An alumna of the Chicago-based Second City comedy repertory company, Vardalos wrote and performed in over ten revues of sketch comedy and won Chicago's Joseph Jefferson award for Best Actress. Vardalos had many small roles in television shows such as The Drew Carey Show and Two Guys and a Girl; in addition, she provided voices for the 1996 radio adaptation of Star Wars: Return of the Jedi which Brian Daley had written for National Public Radio.

She gained fame with her movie about a woman's struggle to find love in My Big Fat Greek Wedding. First performed as a one-woman show of the same name, the film was a critical and commercial success. The film earned Vardalos an Academy Award nomination for Best Writing, a Golden Globe nomination for Best Actress in a Motion Picture Musical or Comedy and a Screen Actors Guild Award nomination. The sleeper hit quickly became one of the highest-grossing independent films of all time, and the number one romantic comedy of all time. Vardalos hosted Saturday Night Live in the fall of 2002.

The next film she starred in, which she also wrote, and in which she also sang and danced, was Connie and Carla (2004) about two women pretending to be drag queens. (The plot has been compared to that of Some Like It Hot, the 1959 American romantic comedy film by Billy Wilder, in that the female leads of Connie and Carla were hiding from criminals whose crimes they had witnessed and who could still kill both of them had they been found.)
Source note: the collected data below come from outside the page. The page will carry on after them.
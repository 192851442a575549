use std::fmt;
use std::path::{Path, PathBuf};
use std::rc::Rc;

use tracing::{info, info_span, Span};

use crate::git::branches::{self, Branch, CheckoutOptions};
use crate::git::commits::{Commit, GitCommitter, NewCommit};
use crate::git::engine::Engine;
use crate::git::error::Result;
use crate::git::index::{GitIndex, GitTreeFactory, Index, Tree};
use crate::git::remotes::{FetchOptions, GitRemoteFactory, GitRemotesFactory, ProtocolFetcher};
use crate::git::repository::factories::{
    Committer, Fetcher, RemoteFactory, RemotesFactory, TreeFactory,
};
use crate::git::repository::oid::Oid;

/// Read side of a working copy.
pub trait ReadRepository {
    /// Filesystem path the repository was opened at.
    fn path(&self) -> &Path;

    /// Opens the staging area.
    fn index(&self) -> Result<Box<dyn Index>>;

    fn lookup_tree(&self, oid: &Oid) -> Result<Tree>;

    /// The commit HEAD resolves to.
    fn head(&self) -> Result<Commit>;

    /// The branch HEAD points to, `None` when detached.
    fn current_branch(&self) -> Result<Option<Branch>>;

    fn resolve_ref(&self, refname: &str) -> Result<Option<Oid>>;

    fn list_branches(&self) -> Result<Vec<String>>;

    fn config_value(&self, key: &str) -> Result<Option<String>>;
}

/// Write side of a working copy: everything that moves refs, the working
/// tree or talks to remotes.
pub trait WorkingRepository: ReadRepository {
    /// See [`fetch`](crate::git::remotes::fetch).
    fn fetch(&self, options: &FetchOptions) -> Result<()>;

    fn checkout(&self, options: &CheckoutOptions) -> Result<Branch>;

    /// See [`create_commit`](crate::git::commits::create_commit).
    fn create_commit(&self, request: NewCommit) -> Result<Commit>;

    /// Create a local branch at `target`, optionally tracking `upstream`.
    fn create_branch(&self, name: &str, target: &Oid, upstream: Option<&str>) -> Result<Branch>;

    fn delete_branch(&self, name: &str) -> Result<()>;
}

/// A working copy bound to one libgit2 repository.
///
/// The engine handle is opened once, at construction, and shared with the
/// default collaborators. The type is deliberately `!Send`: callers that
/// share a repository across threads must serialize access themselves.
pub struct Repository {
    path: PathBuf,
    engine: Rc<Engine>,
    span: Span,
    remote_factory: Box<dyn RemoteFactory>,
    remotes_factory: Box<dyn RemotesFactory>,
    tree_factory: Box<dyn TreeFactory>,
    committer: Box<dyn Committer>,
    fetcher: Box<dyn Fetcher>,
}

impl fmt::Debug for Repository {
    fn fmt(&self, f: &mut fmt::Formatter<'_>) -> fmt::Result {
        f.debug_struct("Repository")
            .field("path", &self.path)
            .finish_non_exhaustive()
    }
}

impl Repository {
    /// Open the repository at `path` with the libgit2-backed collaborators.
    pub fn open<P: AsRef<Path>>(path: P) -> Result<Self> {
        Self::builder(path).build()
    }

    pub fn builder<P: AsRef<Path>>(path: P) -> RepositoryBuilder {
        RepositoryBuilder::new(path)
    }

    pub fn engine(&self) -> &Engine {
        &self.engine
    }

    pub(crate) fn shared_engine(&self) -> Rc<Engine> {
        Rc::clone(&self.engine)
    }
}

impl ReadRepository for Repository {
    fn path(&self) -> &Path {
        &self.path
    }

    fn index(&self) -> Result<Box<dyn Index>> {
        let _guard = self.span.enter();
        Ok(Box::new(GitIndex::new(self.engine.index()?)))
    }

    fn lookup_tree(&self, oid: &Oid) -> Result<Tree> {
        let _guard = self.span.enter();
        self.tree_factory.tree(oid)
    }

    fn head(&self) -> Result<Commit> {
        let _guard = self.span.enter();
        Ok(Commit::new(self.engine.head_oid()?))
    }

    fn current_branch(&self) -> Result<Option<Branch>> {
        let _guard = self.span.enter();
        branches::current_branch(&self.engine)
    }

    fn resolve_ref(&self, refname: &str) -> Result<Option<Oid>> {
        let _guard = self.span.enter();
        self.engine.resolve_ref(refname)
    }

    fn list_branches(&self) -> Result<Vec<String>> {
        let _guard = self.span.enter();
        self.engine.list_branches()
    }

    fn config_value(&self, key: &str) -> Result<Option<String>> {
        let _guard = self.span.enter();
        self.engine.config_string(key)
    }
}

impl WorkingRepository for Repository {
    fn fetch(&self, options: &FetchOptions) -> Result<()> {
        let _guard = self.span.enter();
        self.fetcher.fetch(
            options,
            self.remote_factory.as_ref(),
            self.remotes_factory.as_ref(),
        )
    }

    fn checkout(&self, options: &CheckoutOptions) -> Result<Branch> {
        let _guard = self.span.enter();
        branches::checkout(&self.engine, options).into_result()
    }

    fn create_commit(&self, request: NewCommit) -> Result<Commit> {
        let _guard = self.span.enter();
        self.committer.commit(request)
    }

    fn create_branch(&self, name: &str, target: &Oid, upstream: Option<&str>) -> Result<Branch> {
        let _guard = self.span.enter();
        self.engine.create_branch(name, target, upstream)
    }

    fn delete_branch(&self, name: &str) -> Result<()> {
        let _guard = self.span.enter();
        self.engine.delete_branch(name)
    }
}

/// Configures the collaborators of a [`Repository`] before opening it.
///
/// Anything not set explicitly gets its libgit2-backed default.
pub struct RepositoryBuilder {
    path: PathBuf,
    remote_factory: Option<Box<dyn RemoteFactory>>,
    remotes_factory: Option<Box<dyn RemotesFactory>>,
    tree_factory: Option<Box<dyn TreeFactory>>,
    committer: Option<Box<dyn Committer>>,
    fetcher: Option<Box<dyn Fetcher>>,
}

impl RepositoryBuilder {
    pub fn new<P: AsRef<Path>>(path: P) -> Self {
        Self {
            path: path.as_ref().to_path_buf(),
            remote_factory: None,
            remotes_factory: None,
            tree_factory: None,
            committer: None,
            fetcher: None,
        }
    }

    pub fn remote_factory(mut self, factory: impl RemoteFactory + 'static) -> Self {
        self.remote_factory = Some(Box::new(factory));
        self
    }

    pub fn remotes_factory(mut self, factory: impl RemotesFactory + 'static) -> Self {
        self.remotes_factory = Some(Box::new(factory));
        self
    }

    pub fn tree_factory(mut self, factory: impl TreeFactory + 'static) -> Self {
        self.tree_factory = Some(Box::new(factory));
        self
    }

    pub fn committer(mut self, committer: impl Committer + 'static) -> Self {
        self.committer = Some(Box::new(committer));
        self
    }

    pub fn fetcher(mut self, fetcher: impl Fetcher + 'static) -> Self {
        self.fetcher = Some(Box::new(fetcher));
        self
    }

    pub fn build(self) -> Result<Repository> {
        let span = info_span!("repository", path = %self.path.display());
        let engine = {
            let _guard = span.enter();
            info!("opening repository");
            Rc::new(Engine::open(&self.path)?)
        };

        let remote_factory = self
            .remote_factory
            .unwrap_or_else(|| Box::new(GitRemoteFactory::new(Rc::clone(&engine))));
        let remotes_factory = self
            .remotes_factory
            .unwrap_or_else(|| Box::new(GitRemotesFactory::new(Rc::clone(&engine))));
        let tree_factory = self
            .tree_factory
            .unwrap_or_else(|| Box::new(GitTreeFactory::new(Rc::clone(&engine))));
        let committer = self
            .committer
            .unwrap_or_else(|| Box::new(GitCommitter::new(Rc::clone(&engine))));
        let fetcher = self.fetcher.unwrap_or_else(|| Box::new(ProtocolFetcher));

        Ok(Repository {
            path: self.path,
            engine,
            span,
            remote_factory,
            remotes_factory,
            tree_factory,
            committer,
            fetcher,
        })
    }
}

#[cfg(test)]
mod tests {
    use std::cell::Cell;
    use std::rc::Rc;
    use std::sync::{Arc, Mutex};

    use git2::Repository as RawRepository;
    use tracing::{span, Subscriber};
    use tracing_subscriber::layer::{Context, Layer, SubscriberExt};
    use tracing_subscriber::registry::LookupSpan;

    use super::{ReadRepository, Repository, WorkingRepository};
    use crate::git::commits::{Commit, NewCommit};
    use crate::git::index::Tree;
    use crate::git::remotes::{FetchOptions, Remote, Remotes};
    use crate::git::repository::factories::{RemoteFactory, RemotesFactory};
    use crate::git::repository::oid::Oid;
    use crate::git::{Error, Result};
    use crate::test_utils::{create_test_repo, RemoteStub};

    #[test]
    fn open_works() {
        let temp_dir = assert_fs::TempDir::new().unwrap();
        let path = temp_dir.path();
        RawRepository::init(path).unwrap();
        let repo = Repository::open(path);

        assert_eq!(repo.unwrap().path(), temp_dir.path());
    }

    #[test]
    fn open_fails_in_non_git_folder() {
        let temp_dir = assert_fs::TempDir::new().unwrap();
        let repo = Repository::open(temp_dir.path());

        assert!(matches!(repo, Err(Error::NotARepo { .. })));
    }

    #[test]
    fn injected_fetcher_receives_repository_factories() {
        let temp_dir = assert_fs::TempDir::new().unwrap();
        RawRepository::init(temp_dir.path()).unwrap();
        let seen = Rc::new(Cell::new(0));
        let seen_in_fetcher = Rc::clone(&seen);

        let repo = Repository::builder(temp_dir.path())
            .remotes_factory(|| -> Result<Remotes> {
                Ok(Remotes::from(vec![
                    Box::new(RemoteStub::new("upstream")) as Box<dyn Remote>
                ]))
            })
            .fetcher(
                move |_: &FetchOptions,
                      _: &dyn RemoteFactory,
                      remotes: &dyn RemotesFactory|
                      -> Result<()> {
                    seen_in_fetcher.set(remotes.remotes()?.len());
                    Ok(())
                },
            )
            .build()
            .unwrap();

        repo.fetch(&FetchOptions::default()).unwrap();
        assert_eq!(seen.get(), 1);
    }

    #[test]
    fn injected_tree_factory_and_committer_are_used() {
        let temp_dir = assert_fs::TempDir::new().unwrap();
        RawRepository::init(temp_dir.path()).unwrap();
        let fixed = Oid::new("abc123def4567890abc123def4567890abc12345").unwrap();
        let fixed_for_committer = fixed.clone();

        let repo = Repository::builder(temp_dir.path())
            .tree_factory(|oid: &Oid| -> Result<Tree> { Ok(Tree::new(oid.clone())) })
            .committer(move |_: NewCommit| -> Result<Commit> {
                Ok(Commit::new(fixed_for_committer.clone()))
            })
            .build()
            .unwrap();

        let tree = repo.lookup_tree(&fixed).unwrap();
        assert_eq!(tree.oid(), &fixed);

        let commit = repo.create_commit(NewCommit::new("msg", tree)).unwrap();
        assert_eq!(commit.oid(), Some(&fixed));
    }

    /// Records the name of every span entered.
    #[derive(Clone, Default)]
    struct EnteredSpans(Arc<Mutex<Vec<&'static str>>>);

    impl<S> Layer<S> for EnteredSpans
    where
        S: Subscriber + for<'a> LookupSpan<'a>,
    {
        fn on_enter(&self, id: &span::Id, ctx: Context<'_, S>) {
            if let Some(span) = ctx.span(id) {
                self.0.lock().unwrap().push(span.name());
            }
        }
    }

    #[test]
    fn queries_run_inside_the_repository_span() {
        let (temp_dir, _repo) = create_test_repo();
        let entered = EnteredSpans::default();
        let subscriber = tracing_subscriber::registry().with(entered.clone());

        tracing::subscriber::with_default(subscriber, || {
            let repo = Repository::open(temp_dir.path()).unwrap();
            entered.0.lock().unwrap().clear();

            repo.resolve_ref("refs/heads/master").unwrap();
            repo.list_branches().unwrap();
            repo.config_value("user.name").unwrap();
        });

        assert_eq!(*entered.0.lock().unwrap(), vec!["repository"; 3]);
    }

    #[test]
    fn head_fails_on_unborn_branch() {
        let (_temp_dir, repo) = create_test_repo();

        assert!(matches!(repo.head(), Err(Error::RefNotFound { .. })));
    }
}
Vardalos made her directorial debut in 2009 with the independent feature I Hate Valentine's Day. The film, about a florist finding romance, was made for less than $400,000 and grossed $1,985,260 on a limited release at the international box-office. This was followed by My Life in Ruins, about a misguided tour-guide traveling around Greece and featuring Academy Award winner Richard Dreyfuss. The film was the first American production given permission to film at the Acropolis of Athens; Vardalos personally sought the approval from the Greek government and credits her years of Greek School for helping her be fluent in the language.

In 2011, Vardalos collaborated with Tom Hanks to write the romantic comedy film Larry Crowne for the screen, which grossed $59.8 million; Vardalos also voiced the character Map Genie in the film.

In 2016, Vardalos adapted Cheryl Strayed's beloved book, Tiny Beautiful Things, and starred in the sold out run of the play at The Public Theater in New York, directed by Thomas Kail. Vardalos reprised her role in 2017 at The Public, and again at the Pasadena Playhouse in California.

Vardalos joined many celebrities helping to produce The 1 Second Film art project; she herself was featured in The Dialogue, an interview series. In this 90 minute interview with producer Mike DeLuca, Vardalos talked about how her experiences in The Second City comedy troupe helped her as an actress and a screenwriter, and how the unofficial "tell-the-Greek" word-of-mouth program had a hand in catapulting her movie to such great heights. She sang The Beatles song "Golden Slumbers" on the 2006 charity album Unexpected Dreams – Songs from the Stars.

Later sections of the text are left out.